Holding vendors to the highest possible ROI standard not only makes more sense for the marketer, but also allows vendors to do what they do best: leverage advanced technology, publisher relationships, and the entrepreneurial ecosystem that undergirds the advertising technology space to drive performance.
Transparent Methods Prove ROI
Personalized retargeting vendors know they have to prove their worth: ROI can’t be obscured by blended results with other marketing initiatives. The most structurally sound method for proving ROI is to split the cookie pool of site visitors into two mutually exclusive groups, with one group getting the personalized retargeting and the other group getting no personalized retargeting. The split must be truly random so that the composition of each pool is the same in every respect, and no other retargeting outside of the vendor under study should be applied to either cookie pool.
Once the cookie pool is split, it’s easy for a vendor or client to track performance (conversions or sales revenue) in each group. The lift in revenue per unique user from exposed to unexposed groups provides the basis for calculating incremental revenue. True ROI is then a simple matter of total incremental revenue from the exposed group divided by cost. Strong vendors can perform this split and insert client-visible tracking codes, such as DART trackers, to bring full transparency to the process.

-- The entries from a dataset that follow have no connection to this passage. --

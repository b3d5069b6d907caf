use anyhow::Result;
use std::env;
use std::sync::Arc;
use std::time::Duration;

use crate::client::{groq::GroqLlmClient, LlmClient};
use crate::config::{get_default_url_for_backend, normalize_api_url, BackendType};

/// Tuning knobs applied to every client the factory builds
#[derive(Debug, Clone, Default)]
pub struct ClientOptions {
    pub timeout: Option<Duration>,
    pub temperature: Option<f32>,
    pub max_tokens: Option<u32>,
    pub verbose: bool,
    pub log_to_file: bool,
}

/// Client factory for creating LLM clients
pub struct ClientFactory;

impl ClientFactory {
    /// Create an LLM client based on the specified backend type
    ///
    /// # Arguments
    /// * `backend` - The backend type to use (Groq, OpenAI)
    /// * `api_key` - API key; falls back to the backend's environment variable
    /// * `model` - Model name to use
    /// * `api_url` - Optional custom API URL (uses default if None)
    /// * `options` - Timeout, sampling and debug logging settings
    ///
    /// # Returns
    /// Arc-wrapped LLM client implementing the LlmClient trait
    pub fn create(
        backend: BackendType,
        api_key: Option<String>,
        model: String,
        api_url: Option<String>,
        options: ClientOptions,
    ) -> Result<Arc<dyn LlmClient>> {
        let key = api_key
            .filter(|k| !k.trim().is_empty())
            .or_else(|| env::var(backend.api_key_env_var()).ok())
            .filter(|k| !k.trim().is_empty())
            .ok_or_else(|| {
                anyhow::anyhow!(
                    "No API key for the {} backend: pass --api-key or set {}",
                    backend,
                    backend.api_key_env_var()
                )
            })?;

        let url = api_url
            .map(|u| normalize_api_url(&u))
            .unwrap_or_else(|| get_default_url_for_backend(backend).to_string());

        // OpenAI uses the same client as Groq (OpenAI-compatible)
        let mut client = GroqLlmClient::new(key, model, url)
            .with_sampling(options.temperature, options.max_tokens)
            .with_debug_logging(options.verbose, options.log_to_file);
        if let Some(timeout) = options.timeout {
            client = client.with_timeout(timeout)?;
        }

        log::debug!("Created {} client for model {} at {}", backend, client.model(), client.api_url());
        Ok(Arc::new(client))
    }
}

Many Users, Different Habits
A DSP can play an important role in bringing potential new customers to an advertiser’s website. However, once the new prospect has arrived, specialized retargeting companies are the most efficient solution for “closing the deal” with that new prospect. All-in-one solution providers run the risk of becoming the ERP systems of the online ad world (general solutions to specific problems). The online advertising ecosystem acts as a team, allowing the client to select the solution that meets their needs most efficiently for each type of customer the marketing strategy chooses to address.
One ROI Hurdle Rate For Each Unique User
Leading edge marketers are realizing that the days of having a marketing “budget” are long gone. Instead of allocating $X to retargeting and $Y to prospecting – or relying on a third party to shift dollars from one group to another, performance-driven marketers are stipulating what ROI or Cost-of-Sales needs to be hit and then go uncapped as long as results are exceeding those goals. Financially, this makes much more sense: If your business model is to allocate 10% of revenue to cost-of-marketing, you would want to spend as much as possible on a solution that generated a 12:1 ratio of revenue to cost. In effect, today’s budget-constrained marketers are doing just this by repeatedly extending the budget for solutions that scale and are above the desired return rate. This isn’t restricted to COS metrics, as many marketers have other metrics they measure success by. As long as they have a clear feedback loop and at least a basic attribution framework, this same approach can be extended in most cases.
The value that DSPs and other prospecting tools bring to advertisers is most clearly registered when the costs and benefits of upper funnel initiatives are separated from lower funnel results. Keeping a “best of breed” approach to marketing spend creates this level of transparency around the performance of each vendor. Such a separation also allows third-party attribution solutions to correctly attribute conversions to their respective vendors across the entire sales funnel.